━━━━━ Source material ━━━━━
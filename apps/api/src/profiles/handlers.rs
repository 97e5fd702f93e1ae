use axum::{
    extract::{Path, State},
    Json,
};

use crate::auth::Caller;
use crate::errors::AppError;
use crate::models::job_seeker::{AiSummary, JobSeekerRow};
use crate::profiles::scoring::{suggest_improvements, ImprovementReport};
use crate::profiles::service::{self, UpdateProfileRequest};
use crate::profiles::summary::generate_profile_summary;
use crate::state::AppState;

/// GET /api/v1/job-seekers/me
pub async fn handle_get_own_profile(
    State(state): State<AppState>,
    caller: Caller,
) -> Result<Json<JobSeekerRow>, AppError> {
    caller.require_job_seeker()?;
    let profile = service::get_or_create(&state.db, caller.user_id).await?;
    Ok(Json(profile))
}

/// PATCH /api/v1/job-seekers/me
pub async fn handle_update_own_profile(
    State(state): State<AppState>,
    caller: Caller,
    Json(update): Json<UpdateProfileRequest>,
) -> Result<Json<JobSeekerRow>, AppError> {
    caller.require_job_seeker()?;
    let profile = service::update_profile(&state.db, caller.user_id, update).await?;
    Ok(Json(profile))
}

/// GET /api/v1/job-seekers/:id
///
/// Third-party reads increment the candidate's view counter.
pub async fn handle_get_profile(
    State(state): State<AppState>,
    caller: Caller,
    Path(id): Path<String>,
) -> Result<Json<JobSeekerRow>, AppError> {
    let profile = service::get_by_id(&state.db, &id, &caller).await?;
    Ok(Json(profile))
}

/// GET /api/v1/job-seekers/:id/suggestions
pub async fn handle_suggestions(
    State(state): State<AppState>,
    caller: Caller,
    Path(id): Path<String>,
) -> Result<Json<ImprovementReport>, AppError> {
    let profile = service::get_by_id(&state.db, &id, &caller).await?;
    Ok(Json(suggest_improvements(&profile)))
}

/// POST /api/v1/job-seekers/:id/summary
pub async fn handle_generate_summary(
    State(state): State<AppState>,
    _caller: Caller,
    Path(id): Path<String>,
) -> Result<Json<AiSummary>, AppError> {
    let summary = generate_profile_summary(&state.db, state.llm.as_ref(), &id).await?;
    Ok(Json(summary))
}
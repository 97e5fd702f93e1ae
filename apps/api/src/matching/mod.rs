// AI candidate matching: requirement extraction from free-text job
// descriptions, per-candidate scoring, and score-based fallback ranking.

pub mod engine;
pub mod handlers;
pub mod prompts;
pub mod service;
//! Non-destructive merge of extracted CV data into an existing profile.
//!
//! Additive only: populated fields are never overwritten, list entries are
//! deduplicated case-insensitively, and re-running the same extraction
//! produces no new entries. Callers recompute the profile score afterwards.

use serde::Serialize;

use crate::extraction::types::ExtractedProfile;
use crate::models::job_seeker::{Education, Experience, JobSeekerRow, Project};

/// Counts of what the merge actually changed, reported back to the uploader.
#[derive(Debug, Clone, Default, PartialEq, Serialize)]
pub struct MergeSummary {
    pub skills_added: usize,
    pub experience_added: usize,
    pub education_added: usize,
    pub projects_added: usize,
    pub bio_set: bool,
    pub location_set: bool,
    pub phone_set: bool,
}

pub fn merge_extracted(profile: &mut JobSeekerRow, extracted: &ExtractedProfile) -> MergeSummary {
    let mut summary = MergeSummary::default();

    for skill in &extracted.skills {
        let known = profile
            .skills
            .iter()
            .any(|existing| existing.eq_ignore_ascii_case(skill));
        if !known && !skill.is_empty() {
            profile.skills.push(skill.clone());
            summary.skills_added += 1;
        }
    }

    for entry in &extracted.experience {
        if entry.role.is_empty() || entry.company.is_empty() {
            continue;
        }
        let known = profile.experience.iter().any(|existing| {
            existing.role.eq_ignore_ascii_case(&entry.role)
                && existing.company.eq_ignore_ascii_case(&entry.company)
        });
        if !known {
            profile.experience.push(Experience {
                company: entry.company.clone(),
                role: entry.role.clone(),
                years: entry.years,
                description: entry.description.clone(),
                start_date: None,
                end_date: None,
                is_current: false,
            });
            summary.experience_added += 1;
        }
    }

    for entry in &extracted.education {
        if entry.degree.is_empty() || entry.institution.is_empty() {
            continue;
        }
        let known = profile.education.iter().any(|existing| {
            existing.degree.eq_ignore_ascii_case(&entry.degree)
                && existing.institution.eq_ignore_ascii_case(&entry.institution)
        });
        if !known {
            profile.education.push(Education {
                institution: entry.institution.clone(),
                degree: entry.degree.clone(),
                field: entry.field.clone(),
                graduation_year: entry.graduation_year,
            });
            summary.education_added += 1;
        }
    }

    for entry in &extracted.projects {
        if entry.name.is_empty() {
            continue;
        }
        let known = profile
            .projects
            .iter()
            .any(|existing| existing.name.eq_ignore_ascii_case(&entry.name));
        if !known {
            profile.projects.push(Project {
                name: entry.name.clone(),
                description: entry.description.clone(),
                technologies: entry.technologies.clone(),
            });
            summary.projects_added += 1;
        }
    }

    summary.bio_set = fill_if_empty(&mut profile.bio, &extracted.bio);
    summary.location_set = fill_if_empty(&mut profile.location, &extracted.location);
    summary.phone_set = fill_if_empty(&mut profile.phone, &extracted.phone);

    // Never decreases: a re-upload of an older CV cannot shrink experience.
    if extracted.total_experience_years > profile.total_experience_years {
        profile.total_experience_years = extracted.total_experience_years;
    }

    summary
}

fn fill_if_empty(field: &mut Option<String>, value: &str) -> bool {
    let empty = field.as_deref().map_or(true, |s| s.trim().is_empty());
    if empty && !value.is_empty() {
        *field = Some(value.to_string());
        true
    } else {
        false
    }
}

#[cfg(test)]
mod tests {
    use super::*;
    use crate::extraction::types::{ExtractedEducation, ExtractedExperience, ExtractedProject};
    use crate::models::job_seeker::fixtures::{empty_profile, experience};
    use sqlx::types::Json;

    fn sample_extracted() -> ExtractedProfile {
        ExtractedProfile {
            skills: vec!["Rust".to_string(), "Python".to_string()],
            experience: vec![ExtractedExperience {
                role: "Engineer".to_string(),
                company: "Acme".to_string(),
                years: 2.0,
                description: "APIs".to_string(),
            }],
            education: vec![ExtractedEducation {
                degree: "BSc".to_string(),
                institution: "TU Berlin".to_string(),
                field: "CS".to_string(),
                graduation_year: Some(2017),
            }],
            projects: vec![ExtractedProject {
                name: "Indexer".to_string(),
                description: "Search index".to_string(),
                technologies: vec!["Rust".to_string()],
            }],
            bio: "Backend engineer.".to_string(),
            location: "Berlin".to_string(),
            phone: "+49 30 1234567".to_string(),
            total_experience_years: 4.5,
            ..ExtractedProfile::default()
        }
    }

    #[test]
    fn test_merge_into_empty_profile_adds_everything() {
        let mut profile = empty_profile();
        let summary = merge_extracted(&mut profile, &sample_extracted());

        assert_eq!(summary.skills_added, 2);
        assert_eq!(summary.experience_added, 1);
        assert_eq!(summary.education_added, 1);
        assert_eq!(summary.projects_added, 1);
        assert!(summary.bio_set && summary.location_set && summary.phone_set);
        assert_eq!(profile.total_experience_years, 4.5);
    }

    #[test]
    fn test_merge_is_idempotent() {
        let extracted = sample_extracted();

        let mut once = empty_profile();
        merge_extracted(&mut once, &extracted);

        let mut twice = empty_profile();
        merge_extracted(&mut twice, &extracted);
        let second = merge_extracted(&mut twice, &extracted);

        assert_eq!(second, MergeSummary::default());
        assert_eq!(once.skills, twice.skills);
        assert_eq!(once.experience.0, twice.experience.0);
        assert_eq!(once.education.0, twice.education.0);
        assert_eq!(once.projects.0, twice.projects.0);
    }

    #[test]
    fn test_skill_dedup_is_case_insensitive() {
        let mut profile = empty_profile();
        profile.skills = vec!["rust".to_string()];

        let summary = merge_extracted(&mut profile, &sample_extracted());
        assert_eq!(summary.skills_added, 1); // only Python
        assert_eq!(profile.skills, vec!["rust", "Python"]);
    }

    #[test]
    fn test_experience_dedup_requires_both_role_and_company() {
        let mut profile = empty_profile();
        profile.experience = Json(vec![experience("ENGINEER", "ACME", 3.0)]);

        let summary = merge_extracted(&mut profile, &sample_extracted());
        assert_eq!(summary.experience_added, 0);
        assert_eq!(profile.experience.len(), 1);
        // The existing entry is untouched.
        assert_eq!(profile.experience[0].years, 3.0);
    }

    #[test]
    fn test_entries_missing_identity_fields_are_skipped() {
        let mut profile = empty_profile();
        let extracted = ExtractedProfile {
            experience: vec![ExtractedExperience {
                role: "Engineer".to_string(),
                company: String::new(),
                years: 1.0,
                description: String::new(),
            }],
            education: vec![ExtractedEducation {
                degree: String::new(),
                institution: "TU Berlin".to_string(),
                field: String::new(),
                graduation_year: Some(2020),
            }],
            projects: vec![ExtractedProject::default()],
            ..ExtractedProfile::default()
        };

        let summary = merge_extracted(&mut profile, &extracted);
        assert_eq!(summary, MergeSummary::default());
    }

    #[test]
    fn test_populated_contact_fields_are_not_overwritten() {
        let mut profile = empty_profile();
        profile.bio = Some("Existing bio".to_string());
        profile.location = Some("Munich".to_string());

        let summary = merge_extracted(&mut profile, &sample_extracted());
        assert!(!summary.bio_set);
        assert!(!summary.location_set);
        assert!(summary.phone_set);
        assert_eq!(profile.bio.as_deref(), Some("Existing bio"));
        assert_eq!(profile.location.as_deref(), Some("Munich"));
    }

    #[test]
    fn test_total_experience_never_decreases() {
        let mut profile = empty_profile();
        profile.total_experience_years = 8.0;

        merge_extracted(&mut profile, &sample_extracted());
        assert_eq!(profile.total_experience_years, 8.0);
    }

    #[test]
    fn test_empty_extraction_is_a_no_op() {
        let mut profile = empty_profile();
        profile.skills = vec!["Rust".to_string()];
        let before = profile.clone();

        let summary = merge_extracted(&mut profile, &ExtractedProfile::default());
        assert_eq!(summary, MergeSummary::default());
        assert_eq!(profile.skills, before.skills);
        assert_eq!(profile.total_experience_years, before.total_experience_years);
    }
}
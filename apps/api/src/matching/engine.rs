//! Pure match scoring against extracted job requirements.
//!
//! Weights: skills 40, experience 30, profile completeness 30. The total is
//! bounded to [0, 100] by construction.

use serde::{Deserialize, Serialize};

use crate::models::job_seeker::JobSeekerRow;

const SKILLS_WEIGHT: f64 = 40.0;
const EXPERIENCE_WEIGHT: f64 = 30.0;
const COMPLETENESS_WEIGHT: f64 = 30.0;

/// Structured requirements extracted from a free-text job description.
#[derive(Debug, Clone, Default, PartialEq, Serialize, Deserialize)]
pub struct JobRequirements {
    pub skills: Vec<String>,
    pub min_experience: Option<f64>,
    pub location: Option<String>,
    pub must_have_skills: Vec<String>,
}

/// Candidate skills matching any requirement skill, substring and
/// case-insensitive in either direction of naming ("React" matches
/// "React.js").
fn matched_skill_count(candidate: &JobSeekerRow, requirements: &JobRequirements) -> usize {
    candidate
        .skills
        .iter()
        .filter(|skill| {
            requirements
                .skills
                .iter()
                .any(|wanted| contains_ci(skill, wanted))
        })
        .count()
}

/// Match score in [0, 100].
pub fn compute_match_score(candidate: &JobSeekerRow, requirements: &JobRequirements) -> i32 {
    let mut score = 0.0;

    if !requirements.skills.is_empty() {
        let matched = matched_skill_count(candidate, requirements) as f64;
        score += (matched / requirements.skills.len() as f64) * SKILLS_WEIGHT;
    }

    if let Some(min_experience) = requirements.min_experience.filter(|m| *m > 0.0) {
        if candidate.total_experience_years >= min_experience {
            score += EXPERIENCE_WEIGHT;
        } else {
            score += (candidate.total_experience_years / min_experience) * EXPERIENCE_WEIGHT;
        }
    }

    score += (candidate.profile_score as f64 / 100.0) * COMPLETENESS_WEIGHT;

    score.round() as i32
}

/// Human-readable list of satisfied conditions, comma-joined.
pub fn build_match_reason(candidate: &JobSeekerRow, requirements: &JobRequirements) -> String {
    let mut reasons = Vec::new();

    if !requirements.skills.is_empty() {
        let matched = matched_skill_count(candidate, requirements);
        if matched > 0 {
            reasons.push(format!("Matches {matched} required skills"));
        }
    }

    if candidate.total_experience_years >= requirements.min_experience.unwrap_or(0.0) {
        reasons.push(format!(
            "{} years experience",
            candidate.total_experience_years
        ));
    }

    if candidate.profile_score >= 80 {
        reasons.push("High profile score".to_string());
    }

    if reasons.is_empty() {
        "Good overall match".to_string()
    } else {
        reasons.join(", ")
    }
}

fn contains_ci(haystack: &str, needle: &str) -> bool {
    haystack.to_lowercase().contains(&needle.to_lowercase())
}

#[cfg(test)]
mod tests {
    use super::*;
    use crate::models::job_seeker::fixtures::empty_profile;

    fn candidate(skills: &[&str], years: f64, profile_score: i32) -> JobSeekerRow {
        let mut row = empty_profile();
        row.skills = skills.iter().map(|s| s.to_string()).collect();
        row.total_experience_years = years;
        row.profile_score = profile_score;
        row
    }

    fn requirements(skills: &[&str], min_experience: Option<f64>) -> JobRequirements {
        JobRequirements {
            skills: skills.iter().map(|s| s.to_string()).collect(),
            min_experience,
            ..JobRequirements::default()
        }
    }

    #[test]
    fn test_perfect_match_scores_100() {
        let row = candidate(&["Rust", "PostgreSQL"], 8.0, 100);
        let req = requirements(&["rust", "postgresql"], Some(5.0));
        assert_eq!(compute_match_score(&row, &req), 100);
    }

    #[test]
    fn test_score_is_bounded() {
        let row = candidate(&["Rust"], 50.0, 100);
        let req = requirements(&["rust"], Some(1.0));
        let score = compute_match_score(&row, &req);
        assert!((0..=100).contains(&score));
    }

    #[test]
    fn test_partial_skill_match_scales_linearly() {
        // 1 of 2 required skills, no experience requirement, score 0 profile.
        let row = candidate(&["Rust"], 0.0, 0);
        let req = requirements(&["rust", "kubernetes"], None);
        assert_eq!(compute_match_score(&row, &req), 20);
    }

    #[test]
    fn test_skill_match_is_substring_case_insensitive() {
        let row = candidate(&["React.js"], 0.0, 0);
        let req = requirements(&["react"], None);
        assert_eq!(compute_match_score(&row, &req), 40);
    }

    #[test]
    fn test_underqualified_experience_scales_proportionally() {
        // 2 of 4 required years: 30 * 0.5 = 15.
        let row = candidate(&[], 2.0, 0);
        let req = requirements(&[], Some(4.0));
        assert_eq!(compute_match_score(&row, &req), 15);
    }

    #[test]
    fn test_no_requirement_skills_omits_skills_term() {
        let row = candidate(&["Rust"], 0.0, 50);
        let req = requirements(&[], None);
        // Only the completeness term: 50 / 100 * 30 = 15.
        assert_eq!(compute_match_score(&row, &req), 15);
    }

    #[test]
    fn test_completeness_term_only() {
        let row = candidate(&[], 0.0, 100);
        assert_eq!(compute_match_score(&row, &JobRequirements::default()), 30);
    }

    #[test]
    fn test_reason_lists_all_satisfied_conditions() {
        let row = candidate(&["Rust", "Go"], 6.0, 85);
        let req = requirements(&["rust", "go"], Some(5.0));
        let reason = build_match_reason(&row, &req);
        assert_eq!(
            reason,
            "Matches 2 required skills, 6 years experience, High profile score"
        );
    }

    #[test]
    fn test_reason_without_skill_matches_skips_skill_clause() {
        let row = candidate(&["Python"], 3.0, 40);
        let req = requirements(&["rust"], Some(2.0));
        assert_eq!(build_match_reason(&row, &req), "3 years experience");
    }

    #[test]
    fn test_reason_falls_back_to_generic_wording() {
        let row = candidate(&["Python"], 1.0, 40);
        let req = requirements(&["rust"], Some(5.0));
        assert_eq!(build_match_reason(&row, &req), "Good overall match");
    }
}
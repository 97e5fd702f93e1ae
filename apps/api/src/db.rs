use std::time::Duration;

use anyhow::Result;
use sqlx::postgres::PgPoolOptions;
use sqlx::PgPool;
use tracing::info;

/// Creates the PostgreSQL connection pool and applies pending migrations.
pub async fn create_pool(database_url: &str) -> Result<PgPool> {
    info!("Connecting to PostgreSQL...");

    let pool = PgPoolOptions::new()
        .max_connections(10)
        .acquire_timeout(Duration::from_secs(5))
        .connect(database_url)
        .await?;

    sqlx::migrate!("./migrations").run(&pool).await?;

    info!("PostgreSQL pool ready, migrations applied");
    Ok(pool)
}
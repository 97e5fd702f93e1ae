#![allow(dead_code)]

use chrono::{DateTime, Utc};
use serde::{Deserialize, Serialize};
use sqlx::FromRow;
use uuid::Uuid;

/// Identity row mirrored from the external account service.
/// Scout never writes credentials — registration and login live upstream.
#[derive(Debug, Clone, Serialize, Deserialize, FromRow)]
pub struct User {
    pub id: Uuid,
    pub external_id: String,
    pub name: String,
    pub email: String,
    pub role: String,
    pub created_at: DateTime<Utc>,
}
━━━━━
Assignment:
Scan the data, and report each line that uses the word "models".

Solved problem:
use crate::models::job_seeker::{AiSummary, JobSeekerRow};
use crate::models::job_seeker::{Education, Experience, JobSeekerRow, Project};
    use crate::models::job_seeker::fixtures::{empty_profile, experience};
use crate::models::job_seeker::JobSeekerRow;
    use crate::models::job_seeker::fixtures::empty_profile;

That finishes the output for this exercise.